What is needed: Lines with the word "StartPitch" are the ones wanted. Copy each of them from the entries below.

Data supplied:
+===+

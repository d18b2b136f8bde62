//! Dedicated OS-thread stdin reader.
//!
//! Blocking line reads cannot live inside a tokio task, so
//! [`CommandReader`] owns a thread that parses each line and forwards
//! recognised commands.  The thread ends on EOF, on
//! [`ConsoleCommand::Quit`], or when the receiving side is dropped.

use std::io::BufRead;
use std::thread::JoinHandle;

use tokio::sync::mpsc;

use super::{parse_command, ConsoleCommand, HELP};

/// Handle to a running reader thread.  The thread is detached when the
/// handle drops; a blocked `read_line` cannot be interrupted.
pub struct CommandReader {
    _thread: JoinHandle<()>,
}

impl CommandReader {
    /// Spawn the reader thread over `input`.
    ///
    /// Unrecognised lines are answered with the help text on stderr.  EOF is
    /// forwarded as [`ConsoleCommand::Quit`] so the app exits when stdin
    /// closes.
    pub fn start<R>(input: R, tx: mpsc::Sender<ConsoleCommand>) -> std::io::Result<Self>
    where
        R: BufRead + Send + 'static,
    {
        let thread = std::thread::Builder::new()
            .name("console-input".into())
            .spawn(move || {
                for line in input.lines() {
                    let line = match line {
                        Ok(line) => line,
                        Err(e) => {
                            log::warn!("console: failed to read input: {e}");
                            break;
                        }
                    };
                    if line.trim().is_empty() {
                        continue;
                    }
                    let Some(command) = parse_command(&line) else {
                        eprintln!("unknown command `{}`; {HELP}", line.trim());
                        continue;
                    };
                    if tx.blocking_send(command).is_err() || command == ConsoleCommand::Quit {
                        return;
                    }
                }
                let _ = tx.blocking_send(ConsoleCommand::Quit);
            })?;

        Ok(Self { _thread: thread })
    }
}
//! Line-based console front-end, used by the binary in place of a GUI.
//!
//! # Design
//!
//! Reading stdin blocks, so it runs on a **dedicated OS thread**
//! ([`CommandReader`]) that forwards parsed [`ConsoleCommand`]s over a tokio
//! channel.  Rendering is a pure function of [`PublishedState`] so the main
//! loop can print a status line whenever the engine publishes a change.
//!
//! # Usage
//!
//! ```no_run
//! use tokio::sync::mpsc;
//! use vocal_trainer::console::{CommandReader, ConsoleCommand};
//!
//! let (tx, mut rx) = mpsc::channel::<ConsoleCommand>(16);
//! let _reader = CommandReader::start(std::io::BufReader::new(std::io::stdin()), tx).unwrap();
//!
//! // In your async loop:
//! // while let Some(cmd) = rx.recv().await { ... }
//! ```

pub mod reader;

pub use reader::CommandReader;

use crate::engine::{PublishedState, SessionState};

// ---------------------------------------------------------------------------
// ConsoleCommand
// ---------------------------------------------------------------------------

/// Commands typed at the prompt.
#[derive(Debug, Clone, Copy, PartialEq, Eq)]
pub enum ConsoleCommand {
    StartBreath,
    StartPitch,
    Stop,
    ShowHistory,
    Help,
    Quit,
}

/// Help text listing every command.
pub const HELP: &str = "commands: b(reath)  p(itch)  s(top)  h(istory)  ?/help  q(uit)";

/// Parse one input line.  Case-insensitive; surrounding whitespace ignored.
///
/// Returns `None` for blank or unrecognised input.
///
/// ```
/// use vocal_trainer::console::{parse_command, ConsoleCommand};
///
/// assert_eq!(parse_command("b"), Some(ConsoleCommand::StartBreath));
/// assert_eq!(parse_command("  Pitch "), Some(ConsoleCommand::StartPitch));
/// assert_eq!(parse_command("dance"), None);
/// ```
pub fn parse_command(line: &str) -> Option<ConsoleCommand> {
    match line.trim().to_ascii_lowercase().as_str() {
        "b" | "breath" => Some(ConsoleCommand::StartBreath),
        "p" | "pitch" => Some(ConsoleCommand::StartPitch),
        "s" | "stop" => Some(ConsoleCommand::Stop),
        "h" | "history" => Some(ConsoleCommand::ShowHistory),
        "?" | "help" => Some(ConsoleCommand::Help),
        "q" | "quit" | "exit" => Some(ConsoleCommand::Quit),
        _ => None,
    }
}

// ---------------------------------------------------------------------------
// Rendering
// ---------------------------------------------------------------------------

const METER_WIDTH: usize = 20;

/// Horizontal bar for a display level; `1.0` fills the bar, louder input
/// is clipped to full.
fn meter(level: f32) -> String {
    let filled = ((level.clamp(0.0, 1.0) * METER_WIDTH as f32).round() as usize).min(METER_WIDTH);
    format!("[{}{}]", "#".repeat(filled), ".".repeat(METER_WIDTH - filled))
}

/// One status line for the current session.
pub fn render_status(state: &PublishedState) -> String {
    match state.session {
        SessionState::Idle => match state.personal_best() {
            Some(best) => format!(
                "idle | last best {:.1} s | personal best {:.1} s",
                state.best_breath, best
            ),
            None => "idle".to_string(),
        },
        SessionState::RunningBreath => format!(
            "breath {} | {:>2} s left | holding {:>4.1} s | best {:>4.1} s",
            meter(state.audio_level),
            state.remaining_time,
            state.current_breath_seconds,
            state.best_breath
        ),
        SessionState::RunningPitch => format!(
            "pitch {} | {:<3} | {:>7.1} Hz",
            meter(state.audio_level),
            state.current_pitch,
            state.frequency
        ),
    }
}

/// Numbered history listing, most recent first.
pub fn render_history(history: &[f64]) -> String {
    if history.is_empty() {
        return "no breath results yet".to_string();
    }
    history
        .iter()
        .enumerate()
        .map(|(i, secs)| format!("{:>3}. {:.1} s", i + 1, secs))
        .collect::<Vec<_>>()
        .join("\n")
}

// ---------------------------------------------------------------------------
// Tests
// ---------------------------------------------------------------------------

#[cfg(test)]
mod tests {
    use super::*;

    #[test]
    fn parses_long_and_short_forms() {
        assert_eq!(parse_command("breath"), Some(ConsoleCommand::StartBreath));
        assert_eq!(parse_command("P"), Some(ConsoleCommand::StartPitch));
        assert_eq!(parse_command("stop\n"), Some(ConsoleCommand::Stop));
        assert_eq!(parse_command("h"), Some(ConsoleCommand::ShowHistory));
        assert_eq!(parse_command("?"), Some(ConsoleCommand::Help));
        assert_eq!(parse_command("exit"), Some(ConsoleCommand::Quit));
        assert_eq!(parse_command(""), None);
        assert_eq!(parse_command("   "), None);
    }

    #[test]
    fn meter_is_bounded() {
        assert_eq!(meter(0.0), format!("[{}]", ".".repeat(METER_WIDTH)));
        assert_eq!(meter(1.5), format!("[{}]", "#".repeat(METER_WIDTH)));
        assert_eq!(meter(0.5).matches('#').count(), METER_WIDTH / 2);
        assert_eq!(meter(f32::NAN).len(), METER_WIDTH + 2);
    }

    #[test]
    fn breath_status_shows_countdown() {
        let mut state = PublishedState::default();
        state.session = SessionState::RunningBreath;
        state.remaining_time = 42;
        state.current_breath_seconds = 3.2;
        state.best_breath = 7.9;

        let line = render_status(&state);
        assert!(line.starts_with("breath"));
        assert!(line.contains("42 s left"));
        assert!(line.contains("3.2"));
        assert!(line.contains("7.9"));
    }

    #[test]
    fn pitch_status_shows_note() {
        let mut state = PublishedState::default();
        state.session = SessionState::RunningPitch;
        state.current_pitch = "A4".into();
        state.frequency = 440.0;

        let line = render_status(&state);
        assert!(line.contains("A4"));
        assert!(line.contains("440.0 Hz"));
    }

    #[test]
    fn idle_status_mentions_personal_best() {
        assert_eq!(render_status(&PublishedState::default()), "idle");

        let state = PublishedState::new(60, vec![4.0, 11.5]);
        assert!(render_status(&state).contains("personal best 11.5 s"));
    }

    #[test]
    fn history_listing() {
        assert_eq!(render_history(&[]), "no breath results yet");
        assert_eq!(render_history(&[12.3, 8.0]), "  1. 12.3 s\n  2. 8.0 s");
    }
}
// quinta/src/cart.rs

//! Session-scoped shopping carts. Never persisted.

use crate::error::{QuintaError, QuintaResult};
use crate::models::{CartLine, Product};
use serde::{Deserialize, Serialize};
use std::fmt;

/// Which surface a cart belongs to. Decides the sale description and whether
/// checkout empties the cart.
#[derive(Debug, Clone, Copy, PartialEq, Eq, Hash, Serialize, Deserialize)]
#[serde(rename_all = "camelCase")]
pub enum CartKind {
  /// The customer-facing store.
  Storefront,
  /// The back-office till.
  PointOfSale,
}

impl CartKind {
  pub fn sale_description(self) -> &'static str {
    match self {
      CartKind::Storefront => "Venda Online",
      CartKind::PointOfSale => "Venda POS",
    }
  }
}

impl fmt::Display for CartKind {
  fn fmt(&self, f: &mut fmt::Formatter<'_>) -> fmt::Result {
    match self {
      CartKind::Storefront => f.write_str("storefront"),
      CartKind::PointOfSale => f.write_str("pos"),
    }
  }
}

/// Ordered lines, at most one per product id.
#[derive(Debug, Clone, Default, PartialEq, Serialize, Deserialize)]
pub struct Cart {
  lines: Vec<CartLine>,
}

impl Cart {
  pub fn new() -> Self {
    Self::default()
  }

  pub fn lines(&self) -> &[CartLine] {
    &self.lines
  }

  pub fn line(&self, product_id: u64) -> Option<&CartLine> {
    self.lines.iter().find(|l| l.product_id() == product_id)
  }

  pub fn is_empty(&self) -> bool {
    self.lines.is_empty()
  }

  /// Adds one unit. A product with no stock is rejected and the cart is left
  /// as it was. An existing line keeps its original snapshot.
  pub fn add(&mut self, product: &Product) -> QuintaResult<&CartLine> {
    if product.stock <= 0 {
      return Err(QuintaError::OutOfStock {
        product_id: product.id,
        name: product.name.clone(),
      });
    }
    let index = match self.lines.iter().position(|l| l.product_id() == product.id) {
      Some(index) => {
        let line = &mut self.lines[index];
        line.quantity = line.quantity.saturating_add(1);
        index
      }
      None => {
        self.lines.push(CartLine::new(product.clone()));
        self.lines.len() - 1
      }
    };
    Ok(&self.lines[index])
  }

  /// Moves the quantity by `delta`, never below one. Unknown ids are a no-op.
  pub fn update_quantity(&mut self, product_id: u64, delta: i64) -> Option<&CartLine> {
    let line = self.lines.iter_mut().find(|l| l.product_id() == product_id)?;
    let next = i64::from(line.quantity).saturating_add(delta).clamp(1, i64::from(u32::MAX));
    line.quantity = u32::try_from(next).unwrap_or(u32::MAX);
    Some(line)
  }

  pub fn remove(&mut self, product_id: u64) -> Option<CartLine> {
    let position = self.lines.iter().position(|l| l.product_id() == product_id)?;
    Some(self.lines.remove(position))
  }

  pub fn clear(&mut self) {
    self.lines.clear();
  }

  /// Drops every line whose product id fails the predicate.
  pub fn retain_products(&mut self, mut keep: impl FnMut(u64) -> bool) {
    self.lines.retain(|l| keep(l.product_id()));
  }

  pub fn total_cents(&self) -> i64 {
    self.lines.iter().map(CartLine::line_total_cents).sum()
  }

  pub fn total_cost_cents(&self) -> i64 {
    self.lines.iter().map(CartLine::line_cost_cents).sum()
  }

  /// Sum of quantities, not number of lines.
  pub fn item_count(&self) -> u64 {
    self.lines.iter().map(|l| u64::from(l.quantity)).sum()
  }
}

+===+

Answer for the task:
    StartPitch,
/// assert_eq!(parse_command("  Pitch "), Some(ConsoleCommand::StartPitch));
        "p" | "pitch" => Some(ConsoleCommand::StartPitch),
        assert_eq!(parse_command("P"), Some(ConsoleCommand::StartPitch));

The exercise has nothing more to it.